■ TASK DESCRIPTION
Wherever the word "middleware" occurs in the lines below, copy the whole line.

*** Block opens ***

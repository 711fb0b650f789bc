use anyhow::Result;
use axum::http::{header, HeaderValue, Method};
use axum::middleware;
use dotenv::dotenv;
use tower_http::cors::{AllowOrigin, CorsLayer};
use tower_http::trace::TraceLayer;

use api::config::ServerConfig;
use api::observability::Observability;
use api::request_logger::request_logger;
use api::routes;
use api::state::AppState;

#[tokio::main]
async fn main() -> Result<()> {
    // Load environment variables
    dotenv().ok();

    let config = ServerConfig::from_env()?;
    let obs = Observability::init(config.log_format)?;

    let origins: Vec<HeaderValue> = config
        .allowed_origins
        .iter()
        .filter_map(|origin| match HeaderValue::from_str(origin) {
            Ok(value) => Some(value),
            Err(_) => {
                tracing::warn!("Ignoring invalid CORS origin `{origin}`");
                None
            }
        })
        .collect();

    let cors = CorsLayer::new()
        .allow_origin(AllowOrigin::list(origins))
        .allow_methods([Method::GET, Method::POST, Method::DELETE, Method::OPTIONS])
        .allow_headers([header::CONTENT_TYPE, header::AUTHORIZATION]);

    let addr = config.socket_addr();
    let state = AppState::new(config, obs.registry);

    // Build router
    let app = routes::api_routes(state)
        .layer(middleware::from_fn(request_logger))
        .layer(TraceLayer::new_for_http())
        .layer(cors);

    // Start server
    tracing::info!("API server listening on {}", addr);

    let listener = tokio::net::TcpListener::bind(addr).await?;
    axum::serve(listener, app).await?;

    Ok(())
}
use axum::{
    extract::State,
    http::{header, StatusCode, Uri},
    response::IntoResponse,
    Json,
};
use serde::de::DeserializeOwned;
use serde_json::{json, Value};
use shared::{FavoriteMovieRequest, RegisterRequest, RemoveFavoriteRequest, SearchRequest};

use crate::{
    error::{ApiError, ApiResult},
    metrics,
    state::AppState,
    validation::ValidatedData,
};

/// Decode validated fields into the route's request model
fn decode<T: DeserializeOwned>(data: ValidatedData, model: &str) -> ApiResult<T> {
    data.into_model().map_err(|err| {
        tracing::error!(model = model, error = %err, "validated data does not match request model");
        ApiError::MissingValidatedData("Validated data could not be decoded")
    })
}

fn accepted<T: serde::Serialize>(status: StatusCode, data: T) -> (StatusCode, Json<Value>) {
    (status, Json(json!({ "success": true, "data": data })))
}

pub async fn health_check(State(state): State<AppState>) -> (StatusCode, Json<Value>) {
    let uptime = state.started_at.elapsed().as_secs();
    let now = chrono::Utc::now().to_rfc3339();

    tracing::debug!(uptime_secs = uptime, "health check passed");
    (
        StatusCode::OK,
        Json(json!({
            "status": "ok",
            "version": env!("CARGO_PKG_VERSION"),
            "timestamp": now,
            "uptime_secs": uptime
        })),
    )
}

pub async fn metrics_endpoint(State(state): State<AppState>) -> impl IntoResponse {
    let body = metrics::gather_metrics(&state.registry);
    (
        StatusCode::OK,
        [(
            header::CONTENT_TYPE,
            "text/plain; version=0.0.4; charset=utf-8",
        )],
        body,
    )
}

pub async fn register(data: ValidatedData) -> ApiResult<(StatusCode, Json<Value>)> {
    let req: RegisterRequest = decode(data, "RegisterRequest")?;
    tracing::info!(username = %req.username, "registration accepted");
    Ok(accepted(StatusCode::CREATED, req))
}

pub async fn add_favorite(data: ValidatedData) -> ApiResult<(StatusCode, Json<Value>)> {
    let req: FavoriteMovieRequest = decode(data, "FavoriteMovieRequest")?;
    tracing::info!(movie_id = req.movie_id, "favorite accepted");
    Ok(accepted(StatusCode::CREATED, req))
}

pub async fn remove_favorite(data: ValidatedData) -> ApiResult<(StatusCode, Json<Value>)> {
    let req: RemoveFavoriteRequest = decode(data, "RemoveFavoriteRequest")?;
    tracing::info!(movie_id = req.movie_id, "favorite removal accepted");
    Ok(accepted(StatusCode::OK, req))
}

pub async fn search_movies(data: ValidatedData) -> ApiResult<(StatusCode, Json<Value>)> {
    let req: SearchRequest = decode(data, "SearchRequest")?;
    tracing::debug!(query = %req.query, "search accepted");
    Ok(accepted(StatusCode::OK, req))
}

pub async fn route_not_found(uri: Uri) -> ApiError {
    tracing::debug!(path = %uri.path(), "no route matched");
    ApiError::route_not_found(uri.path())
}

*** Block closes ***

■ SOLUTION
use axum::middleware;
        .layer(middleware::from_fn(request_logger))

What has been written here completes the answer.